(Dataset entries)
= Beginning of Section =
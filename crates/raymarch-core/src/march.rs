//! Sphere tracing
//!
//! Walks a ray forward by the field value at the current point. Because the
//! field never exceeds the true distance to the surface, each step is safe.
//! The loop has no bisection or refinement: precision is bounded by
//! `surface_epsilon` and cost by `max_steps`.

use crate::config::RaymarchConfig;
use crate::sdf::Sdf;
use glam::Vec3;

/// Why the marching loop stopped
#[derive(Debug, Clone, Copy, PartialEq, Eq)]
pub enum Termination {
    /// Field value fell below `surface_epsilon`
    Hit,
    /// Distance traveled exceeded `max_distance`
    Escaped,
    /// Ran out of steps before either
    StepLimit,
}

/// Result of a traced march
#[derive(Debug, Clone, Copy, PartialEq)]
pub struct MarchTrace {
    /// Distance traveled along the ray
    pub distance: f32,
    /// Field evaluations performed
    pub steps: u32,
    pub termination: Termination,
}

impl MarchTrace {
    /// Point reached along the ray
    pub fn point(&self, origin: Vec3, direction: Vec3) -> Vec3 {
        origin + direction * self.distance
    }
}

/// March a ray and return the distance traveled.
///
/// A returned distance at or past `config.max_distance` is a miss; see
/// [`RaymarchConfig::is_miss`].
pub fn march<S: Sdf + ?Sized>(
    field: &S,
    origin: Vec3,
    direction: Vec3,
    config: &RaymarchConfig,
) -> f32 {
    march_traced(field, origin, direction, config).distance
}

/// March a ray, also reporting step count and stop reason.
pub fn march_traced<S: Sdf + ?Sized>(
    field: &S,
    origin: Vec3,
    direction: Vec3,
    config: &RaymarchConfig,
) -> MarchTrace {
    let mut traveled = 0.0_f32;
    let mut steps = 0;
    let mut termination = Termination::StepLimit;

    while steps < config.max_steps {
        let d = field.distance(origin + direction * traveled);
        traveled += d;
        steps += 1;

        if traveled > config.max_distance {
            termination = Termination::Escaped;
            break;
        }
        if d < config.surface_epsilon {
            termination = Termination::Hit;
            break;
        }
    }

    tracing::trace!(
        distance = traveled,
        steps,
        termination = ?termination,
        "march finished"
    );

    MarchTrace {
        distance: traveled,
        steps,
        termination,
    }
}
= End of Section =
Line by line, transcribe the data exactly.

__OUTPUT BELOW__.
filename crates/raymarch-core/src/march.rs
//! Sphere tracing
//!
//! Walks a ray forward by the field value at the current point. Because the
//! field never exceeds the true distance to the surface, each step is safe.
//! The loop has no bisection or refinement: precision is bounded by
//! `surface_epsilon` and cost by `max_steps`.

use crate::config::RaymarchConfig;
use crate::sdf::Sdf;
use glam::Vec3;

/// Why the marching loop stopped
#[derive(Debug, Clone, Copy, PartialEq, Eq)]
pub enum Termination {
    /// Field value fell below `surface_epsilon`
    Hit,
    /// Distance traveled exceeded `max_distance`
    Escaped,
    /// Ran out of steps before either
    StepLimit,
}

/// Result of a traced march
#[derive(Debug, Clone, Copy, PartialEq)]
pub struct MarchTrace {
    /// Distance traveled along the ray
    pub distance: f32,
    /// Field evaluations performed
    pub steps: u32,
    pub termination: Termination,
}

impl MarchTrace {
    /// Point reached along the ray
    pub fn point(&self, origin: Vec3, direction: Vec3) -> Vec3 {
        origin + direction * self.distance
    }
}

/// March a ray and return the distance traveled.
///
/// A returned distance at or past `config.max_distance` is a miss; see
/// [`RaymarchConfig::is_miss`].
pub fn march<S: Sdf + ?Sized>(
    field: &S,
    origin: Vec3,
    direction: Vec3,
    config: &RaymarchConfig,
) -> f32 {
    march_traced(field, origin, direction, config).distance
}

/// March a ray, also reporting step count and stop reason.
pub fn march_traced<S: Sdf + ?Sized>(
    field: &S,
    origin: Vec3,
    direction: Vec3,
    config: &RaymarchConfig,
) -> MarchTrace {
    let mut traveled = 0.0_f32;
    let mut steps = 0;
    let mut termination = Termination::StepLimit;

    while steps < config.max_steps {
        let d = field.distance(origin + direction * traveled);
        traveled += d;
        steps += 1;

        if traveled > config.max_distance {
            termination = Termination::Escaped;
            break;
        }
        if d < config.surface_epsilon {
            termination = Termination::Hit;
            break;
        }
    }

    tracing::trace!(
        distance = traveled,
        steps,
        termination = ?termination,
        "march finished"
    );

    MarchTrace {
        distance: traveled,
        steps,
        termination,
    }
}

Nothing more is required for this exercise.